The 7th Amendment to the EU Cosmetics Directive prohibits the use of animals in cosmetic testing for certain endpoints, such as genotoxicity. Therefore, skin in vitro models have to replace chemical testing in vivo. However, the metabolic competence neither of human skin nor of alternative in vitro models has so far been fully characterized, although skin is the first-pass organ for accidentally or purposely (cosmetics and pharmaceuticals) applied chemicals. Thus, there is an urgent need to understand the xenobiotic-metabolizing capacities of human skin and to compare these activities to models developed to replace animal testing.

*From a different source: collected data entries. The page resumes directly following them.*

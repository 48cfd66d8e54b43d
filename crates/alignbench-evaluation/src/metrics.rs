// Copyright 2025 Neuraville Inc.
// SPDX-License-Identifier: Apache-2.0

//! Per-fold scores, their aggregate, and the metrics report handed to reporting

use alignbench_structures::{AlignBenchError, AlignBenchResult, Subject};
use ndarray::ArrayView2;
use serde::{Deserialize, Serialize};
use std::collections::BTreeMap;

/// Accuracy on one held-out subject
#[derive(Debug, Clone, PartialEq, Serialize, Deserialize)]
pub struct DecodingScore {
    pub subject: Subject,
    pub accuracy: f64,
    pub n_train: usize,
    pub n_test: usize,
}

/// Mean accuracy and per-subject accuracies.
///
/// Scores are merged in subject order before summing, so the mean does not
/// depend on the order folds finished in. Duplicate subjects are rejected.
pub fn aggregate(scores: &[DecodingScore]) -> AlignBenchResult<(f64, BTreeMap<Subject, f64>)> {
    if scores.is_empty() {
        return Err(AlignBenchError::EmptyTable("decoding scores".to_string()));
    }

    let mut by_subject = BTreeMap::new();
    for score in scores {
        if by_subject.insert(score.subject.clone(), score.accuracy).is_some() {
            return Err(AlignBenchError::InvalidParameter(format!(
                "subject '{}' was scored twice",
                score.subject
            )));
        }
    }

    let total: f64 = by_subject.values().sum();
    Ok((total / by_subject.len() as f64, by_subject))
}

/// Mean over features of the Pearson correlation between matching columns.
///
/// Columns where either side has zero variance contribute 0.
pub fn voxelwise_correlation(a: ArrayView2<'_, f64>, b: ArrayView2<'_, f64>) -> AlignBenchResult<f64> {
    if a.dim() != b.dim() {
        return Err(AlignBenchError::shape_mismatch(
            "voxelwise correlation",
            format!("{:?}", b.dim()),
            format!("{:?}", a.dim()),
        ));
    }
    let (n, p) = a.dim();
    if n == 0 || p == 0 {
        return Err(AlignBenchError::EmptyTable("correlation samples".to_string()));
    }

    let total: f64 = a
        .columns()
        .into_iter()
        .zip(b.columns())
        .map(|(x, y)| {
            let mx = x.sum() / n as f64;
            let my = y.sum() / n as f64;
            let mut sxy = 0.0;
            let mut sxx = 0.0;
            let mut syy = 0.0;
            for (xi, yi) in x.iter().zip(y.iter()) {
                let dx = xi - mx;
                let dy = yi - my;
                sxy += dx * dy;
                sxx += dx * dx;
                syy += dy * dy;
            }
            if sxx <= 0.0 || syy <= 0.0 {
                0.0
            } else {
                sxy / (sxx.sqrt() * syy.sqrt())
            }
        })
        .sum();
    Ok(total / p as f64)
}

/// Result of one evaluation pass
#[derive(Debug, Clone, PartialEq, Serialize, Deserialize)]
pub struct Metrics {
    /// Primary metric: mean decoding accuracy over held-out subjects
    pub value: f64,
    pub subject_scores: BTreeMap<Subject, f64>,
    /// Same protocol on unaligned features
    pub baseline_score: Option<f64>,
    pub baseline_subject_scores: Option<BTreeMap<Subject, f64>>,
    /// Mean voxelwise correlation between aligned source and target training data
    pub alignment_correlation: Option<f64>,
    pub n_folds: usize,
    pub n_rows: usize,
}

impl Metrics {
    pub fn from_scores(scores: &[DecodingScore], n_rows: usize) -> AlignBenchResult<Self> {
        let (value, subject_scores) = aggregate(scores)?;
        Ok(Metrics {
            value,
            n_folds: subject_scores.len(),
            subject_scores,
            baseline_score: None,
            baseline_subject_scores: None,
            alignment_correlation: None,
            n_rows,
        })
    }

    /// Aligned minus baseline accuracy, when a baseline was computed
    pub fn improvement(&self) -> Option<f64> {
        self.baseline_score.map(|baseline| self.value - baseline)
    }

    pub fn to_json(&self) -> serde_json::Value {
        serde_json::json!({
            "value": self.value,
            "subject_scores": self.subject_scores,
            "baseline_score": self.baseline_score,
            "baseline_subject_scores": self.baseline_subject_scores,
            "alignment_correlation": self.alignment_correlation,
            "n_folds": self.n_folds,
            "n_rows": self.n_rows,
        })
    }

    /// Flat name → value map: `value`, optional auxiliary metrics, then one entry per subject
    pub fn to_report(&self) -> BTreeMap<String, f64> {
        let mut report = BTreeMap::new();
        report.insert("value".to_string(), self.value);
        if let Some(baseline) = self.baseline_score {
            report.insert("baseline_score".to_string(), baseline);
        }
        if let Some(correlation) = self.alignment_correlation {
            report.insert("alignment_correlation".to_string(), correlation);
        }
        for (subject, score) in &self.subject_scores {
            report.insert(format!("score_{}", subject), *score);
        }
        report
    }
}
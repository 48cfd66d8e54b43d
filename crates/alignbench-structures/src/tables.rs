// Copyright 2025 Neuraville Inc.
// SPDX-License-Identifier: Apache-2.0

/*!
Alignment and projected tables.

- The alignment table maps each subject to the training volume used to fit
  mappings into or out of target space.
- The projected table lists held-out test volumes with their condition labels;
  a subject may have zero or more rows.

Both tables are created once by the data provider and read-only for the run.
*/

use crate::error::{AlignBenchError, AlignBenchResult};
use crate::subject::{Label, Subject};
use serde::{Deserialize, Serialize};
use std::collections::BTreeSet;
use std::path::{Path, PathBuf};

/// One training volume for one subject
#[derive(Debug, Clone, PartialEq, Eq, Serialize, Deserialize)]
pub struct AlignmentRecord {
    pub subject: Subject,
    pub volume_path: PathBuf,
}

/// One held-out volume with its decoding target
#[derive(Debug, Clone, PartialEq, Eq, Serialize, Deserialize)]
pub struct ProjectedRecord {
    pub subject: Subject,
    pub volume_path: PathBuf,
    pub condition: Label,
}

#[derive(Debug, Clone, Default, PartialEq, Eq, Serialize, Deserialize)]
#[serde(transparent)]
pub struct AlignmentTable {
    records: Vec<AlignmentRecord>,
}

impl AlignmentTable {
    pub fn new(records: Vec<AlignmentRecord>) -> Self {
        AlignmentTable { records }
    }

    pub fn push(&mut self, subject: impl Into<Subject>, volume_path: impl Into<PathBuf>) {
        self.records.push(AlignmentRecord {
            subject: subject.into(),
            volume_path: volume_path.into(),
        });
    }

    pub fn records(&self) -> &[AlignmentRecord] {
        &self.records
    }

    pub fn len(&self) -> usize {
        self.records.len()
    }

    pub fn is_empty(&self) -> bool {
        self.records.is_empty()
    }

    /// Distinct subjects, sorted by identifier
    pub fn subjects(&self) -> BTreeSet<Subject> {
        self.records.iter().map(|r| r.subject.clone()).collect()
    }

    pub fn contains(&self, subject: &Subject) -> bool {
        self.records.iter().any(|r| &r.subject == subject)
    }

    /// Each subject has exactly one training volume
    pub fn check_unique_subjects(&self) -> AlignBenchResult<()> {
        let mut seen = BTreeSet::new();
        for record in &self.records {
            if !seen.insert(&record.subject) {
                return Err(AlignBenchError::InvalidParameter(format!(
                    "subject '{}' has more than one alignment record",
                    record.subject
                )));
            }
        }
        Ok(())
    }

    /// Training volume path of `subject`
    pub fn volume_path(&self, subject: &Subject) -> AlignBenchResult<&Path> {
        self.records
            .iter()
            .find(|r| &r.subject == subject)
            .map(|r| r.volume_path.as_path())
            .ok_or_else(|| AlignBenchError::UnknownSubject(subject.clone()))
    }
}

#[derive(Debug, Clone, Default, PartialEq, Eq, Serialize, Deserialize)]
#[serde(transparent)]
pub struct ProjectedTable {
    records: Vec<ProjectedRecord>,
}

impl ProjectedTable {
    pub fn new(records: Vec<ProjectedRecord>) -> Self {
        ProjectedTable { records }
    }

    pub fn push(
        &mut self,
        subject: impl Into<Subject>,
        volume_path: impl Into<PathBuf>,
        condition: impl Into<Label>,
    ) {
        self.records.push(ProjectedRecord {
            subject: subject.into(),
            volume_path: volume_path.into(),
            condition: condition.into(),
        });
    }

    pub fn records(&self) -> &[ProjectedRecord] {
        &self.records
    }

    pub fn len(&self) -> usize {
        self.records.len()
    }

    pub fn is_empty(&self) -> bool {
        self.records.is_empty()
    }

    pub fn subjects(&self) -> BTreeSet<Subject> {
        self.records.iter().map(|r| r.subject.clone()).collect()
    }

    /// Rows of `subject` in table order
    pub fn rows_for<'a>(
        &'a self,
        subject: &'a Subject,
    ) -> impl Iterator<Item = &'a ProjectedRecord> + 'a {
        self.records.iter().filter(move |r| &r.subject == subject)
    }
}

#[cfg(test)]
mod tests {
    use super::*;

    #[test]
    fn test_subjects_are_distinct_and_sorted() {
        let mut table = AlignmentTable::default();
        table.push("sub-09", "b.nii");
        table.push("sub-01", "a.nii");
        table.push("sub-09", "c.nii");

        let subjects: Vec<_> = table.subjects().into_iter().collect();
        assert_eq!(subjects, vec![Subject::new("sub-01"), Subject::new("sub-09")]);
        assert_eq!(
            table.volume_path(&Subject::new("sub-09")).unwrap(),
            Path::new("b.nii")
        );
    }

    #[test]
    fn test_duplicate_alignment_subject_rejected() {
        let mut table = AlignmentTable::default();
        table.push("sub-01", "a.nii");
        table.push("sub-02", "b.nii");
        assert!(table.check_unique_subjects().is_ok());

        table.push("sub-01", "c.nii");
        assert_eq!(
            table.check_unique_subjects().unwrap_err(),
            AlignBenchError::InvalidParameter(
                "subject 'sub-01' has more than one alignment record".to_string()
            )
        );
    }

    #[test]
    fn test_unknown_subject_volume() {
        let table = AlignmentTable::default();
        assert!(matches!(
            table.volume_path(&Subject::new("sub-01")),
            Err(AlignBenchError::UnknownSubject(_))
        ));
    }

    #[test]
    fn test_rows_for_keeps_table_order() {
        let mut table = ProjectedTable::default();
        table.push("B", "b0", "0");
        table.push("C", "c0", "0");
        table.push("B", "b1", "1");

        let b = Subject::new("B");
        let conditions: Vec<_> = table.rows_for(&b).map(|r| r.condition.as_str()).collect();
        assert_eq!(conditions, vec!["0", "1"]);
    }

    #[test]
    fn test_tables_deserialize_from_json() {
        let json = r#"[
            {"subject": "sub-01", "volume_path": "sub-01/train.nii.gz"},
            {"subject": "sub-02", "volume_path": "sub-02/train.nii.gz"}
        ]"#;
        let table: AlignmentTable = serde_json::from_str(json).unwrap();
        assert_eq!(table.len(), 2);
        assert!(table.contains(&Subject::new("sub-02")));
    }
}
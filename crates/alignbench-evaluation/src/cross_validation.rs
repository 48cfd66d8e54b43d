// Copyright 2025 Neuraville Inc.
// SPDX-License-Identifier: Apache-2.0

/*!
Leave-one-subject-out cross-validation.

Each fold holds out every row of one subject and trains a freshly built
decoder on the rest. Folds only read the shared [`DesignMatrix`] and write
their own [`DecodingScore`], so they run on a bounded rayon pool with no
locking. Results are sorted by subject before being returned, which makes the
output independent of the worker count and of completion order.
*/

use crate::decoder::DecoderSpec;
use crate::design::DesignMatrix;
use crate::metrics::DecodingScore;
use alignbench_structures::{AlignBenchError, AlignBenchResult, Subject};
use rayon::prelude::*;
use rayon::{ThreadPool, ThreadPoolBuilder};
use tracing::debug;

/// Row indices of one leave-one-group-out split
#[derive(Debug, Clone, PartialEq, Eq)]
pub struct Fold {
    pub held_out: Subject,
    pub train: Vec<usize>,
    pub test: Vec<usize>,
}

/// Splitter producing one fold per distinct group
#[derive(Debug, Clone, Copy, Default)]
pub struct LeaveOneGroupOut;

impl LeaveOneGroupOut {
    /// One fold per distinct group, in group order.
    ///
    /// A fold with no training or no test rows is a `FoldImbalance`.
    pub fn split(groups: &[Subject]) -> AlignBenchResult<Vec<Fold>> {
        if groups.is_empty() {
            return Err(AlignBenchError::EmptyTable("cross-validation rows".to_string()));
        }

        let mut distinct: Vec<&Subject> = groups.iter().collect();
        distinct.sort();
        distinct.dedup();

        distinct
            .into_iter()
            .map(|held_out| {
                let (test, train): (Vec<usize>, Vec<usize>) =
                    (0..groups.len()).partition(|&row| groups[row] == *held_out);
                if train.is_empty() || test.is_empty() {
                    return Err(AlignBenchError::FoldImbalance {
                        subject: held_out.clone(),
                        train_rows: train.len(),
                        test_rows: test.len(),
                    });
                }
                Ok(Fold {
                    held_out: held_out.clone(),
                    train,
                    test,
                })
            })
            .collect()
    }
}

/// Runs folds on a bounded worker pool
#[derive(Debug)]
pub struct FoldRunner {
    workers: usize,
    pool: ThreadPool,
}

impl FoldRunner {
    pub fn new(workers: usize) -> AlignBenchResult<Self> {
        if workers == 0 {
            return Err(AlignBenchError::InvalidParameter(
                "workers must be at least 1".to_string(),
            ));
        }
        let pool = ThreadPoolBuilder::new()
            .num_threads(workers)
            .thread_name(|i| format!("alignbench-fold-{}", i))
            .build()
            .map_err(|e| AlignBenchError::InvalidParameter(format!("failed to build worker pool: {}", e)))?;
        Ok(FoldRunner { workers, pool })
    }

    pub fn workers(&self) -> usize {
        self.workers
    }

    /// Score every fold; the first failing fold aborts the run
    pub fn run(&self, design: &DesignMatrix, decoder: &DecoderSpec) -> AlignBenchResult<Vec<DecodingScore>> {
        let folds = LeaveOneGroupOut::split(design.groups())?;

        let mut scores = self.pool.install(|| {
            folds
                .par_iter()
                .map(|fold| score_fold(design, fold, decoder))
                .collect::<AlignBenchResult<Vec<_>>>()
        })?;

        scores.sort_by(|a, b| a.subject.cmp(&b.subject));
        Ok(scores)
    }
}

fn score_fold(design: &DesignMatrix, fold: &Fold, decoder: &DecoderSpec) -> AlignBenchResult<DecodingScore> {
    let (train_x, train_y) = design.select(&fold.train);
    let (test_x, test_y) = design.select(&fold.test);

    let mut model = decoder.build();
    model.fit(train_x.view(), &train_y)?;
    let accuracy = model.score(test_x.view(), &test_y)?;

    debug!(
        target: "alignbench-evaluation",
        fold = %fold.held_out,
        accuracy,
        n_train = fold.train.len(),
        n_test = fold.test.len(),
        "Fold scored"
    );

    Ok(DecodingScore {
        subject: fold.held_out.clone(),
        accuracy,
        n_train: fold.train.len(),
        n_test: fold.test.len(),
    })
}
// Copyright 2025 Neuraville Inc.
// SPDX-License-Identifier: Apache-2.0

//! # alignbench Solvers
//!
//! Alignment estimators and the solver façade that fits them.
//!
//! | Variant | Fit | Transform |
//! |---|---|---|
//! | [`IdentityAlignment`] | records source and target only | input unchanged |
//! | [`PairwiseAlignment`] | once per source subject, against the target | into target space |
//! | [`SharedResponseModel`] | once over all source subjects | into the shared latent space |
//!
//! Every variant reaches the evaluator as an [`EstimatorBundle`].
//! Factorizations go through `faer` in [`linalg`]; the Sinkhorn solver lives
//! in [`transport`].

/// Crate version from Cargo.toml
pub const VERSION: &str = env!("CARGO_PKG_VERSION");

pub mod estimator;
pub mod identity;
pub mod linalg;
pub mod pairwise;
pub mod parcellation;
pub mod solver;
pub mod srm;
pub mod transport;

pub use estimator::{AlignmentEstimator, EstimatorBundle, OutputSpace};
pub use identity::IdentityAlignment;
pub use pairwise::{PairwiseAlignment, PairwiseMethod, PairwiseParams};
pub use parcellation::Parcellation;
pub use solver::{AlignmentRequest, AlignmentSolver, SolverSpec};
pub use srm::{SharedResponseModel, SrmParams};
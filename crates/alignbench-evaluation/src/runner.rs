// Copyright 2025 Neuraville Inc.
// SPDX-License-Identifier: Apache-2.0

//! Stateless run functions over an upfront list of run configurations

use crate::metrics::Metrics;
use crate::objective::{EvaluationOptions, ObjectiveEvaluator};
use alignbench_config::BenchmarkConfig;
use alignbench_solvers::{AlignmentSolver, PairwiseParams, SolverSpec, SrmParams};
use alignbench_structures::{AlignBenchResult, DataProvider, Subject};
use serde::{Deserialize, Serialize};
use std::time::Instant;
use tracing::info;

/// One (target subject, method) configuration
#[derive(Debug, Clone, PartialEq, Serialize, Deserialize)]
pub struct RunConfig {
    pub target_subject: Subject,
    pub solver: SolverSpec,
}

impl RunConfig {
    pub fn new(target_subject: impl Into<Subject>, solver: SolverSpec) -> Self {
        RunConfig {
            target_subject: target_subject.into(),
            solver,
        }
    }
}

/// Metrics of one completed run
#[derive(Debug, Clone, PartialEq, Serialize, Deserialize)]
pub struct RunOutcome {
    pub config: RunConfig,
    pub metrics: Metrics,
    pub source_subjects: Vec<Subject>,
    /// Estimator fits the solver performed
    pub fit_calls: usize,
    pub elapsed_ms: u64,
}

impl RunOutcome {
    pub fn to_json(&self) -> serde_json::Value {
        serde_json::json!({
            "target_subject": self.config.target_subject,
            "method": self.config.solver.name(),
            "source_subjects": self.source_subjects,
            "fit_calls": self.fit_calls,
            "elapsed_ms": self.elapsed_ms,
            "metrics": self.metrics.to_json(),
        })
    }
}

/// Run one full evaluation pass for `config`
pub fn run_once(
    config: &RunConfig,
    provider: &dyn DataProvider,
    options: &EvaluationOptions,
) -> AlignBenchResult<RunOutcome> {
    let started = Instant::now();
    info!(
        target: "alignbench-evaluation",
        target_subject = %config.target_subject,
        method = %config.solver,
        "Starting run"
    );

    let mut evaluator = ObjectiveEvaluator::new(options.clone());
    evaluator.set_data_from(provider)?;
    let source_subjects = evaluator.partition(&config.target_subject)?.to_vec();

    let solver = AlignmentSolver::new(config.solver.clone());
    let bundle = evaluator.fit_estimators(&solver)?;
    let metrics = evaluator.compute(&bundle)?;

    let elapsed_ms = started.elapsed().as_millis() as u64;
    info!(
        target: "alignbench-evaluation",
        target_subject = %config.target_subject,
        method = %config.solver,
        value = metrics.value,
        elapsed_ms,
        "Run complete"
    );

    Ok(RunOutcome {
        config: config.clone(),
        metrics,
        source_subjects,
        fit_calls: solver.fit_calls(),
        elapsed_ms,
    })
}

/// Run every configuration in order; the first failure aborts the sweep
pub fn run_sweep(
    configs: &[RunConfig],
    provider: &dyn DataProvider,
    options: &EvaluationOptions,
) -> AlignBenchResult<Vec<RunOutcome>> {
    configs
        .iter()
        .map(|config| run_once(config, provider, options))
        .collect()
}

/// Enumerate target subjects × methods from the `[sweep]` section, targets outermost
pub fn sweep_from_config(config: &BenchmarkConfig) -> AlignBenchResult<Vec<RunConfig>> {
    let pairwise = PairwiseParams {
        n_pieces: config.pairwise.n_pieces,
        ridge_alpha: config.pairwise.ridge_alpha,
        ot_epsilon: config.pairwise.ot_epsilon,
        ot_iterations: config.pairwise.ot_iterations,
    };
    let srm = SrmParams {
        n_components: config.srm.n_components,
        n_iterations: config.srm.n_iterations,
        seed: config.srm.seed,
    };

    let mut runs = Vec::with_capacity(config.sweep.target_subjects.len() * config.sweep.methods.len());
    for target in &config.sweep.target_subjects {
        for method in &config.sweep.methods {
            let solver = SolverSpec::from_method_name(method, &pairwise, &srm)?;
            runs.push(RunConfig::new(target.as_str(), solver));
        }
    }
    Ok(runs)
}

We have measured the activity of the phase II enzymes glutathione S-transferase, UDP-glucuronosyltransferase and N-acetyltransferase in ex vivo human skin, the 3D epidermal model EpiDerm 200 (EPI-200), immortalized keratinocyte-based cell lines (HaCaT and NCTC 2544) and primary normal human epidermal keratinocytes. We show that all three phase II enzymes are present and highly active in skin as compared to phase I. Human skin, therefore, represents a more detoxifying than activating organ. This work systematically compares the activities of three important phase II enzymes in four different in vitro models directly to human skin. We conclude from our studies that 3D epidermal models, like the EPI-200 employed here, are superior over monolayer cultures in mimicking human skin xenobiotic metabolism and thus better suited for dermatotoxicity testing.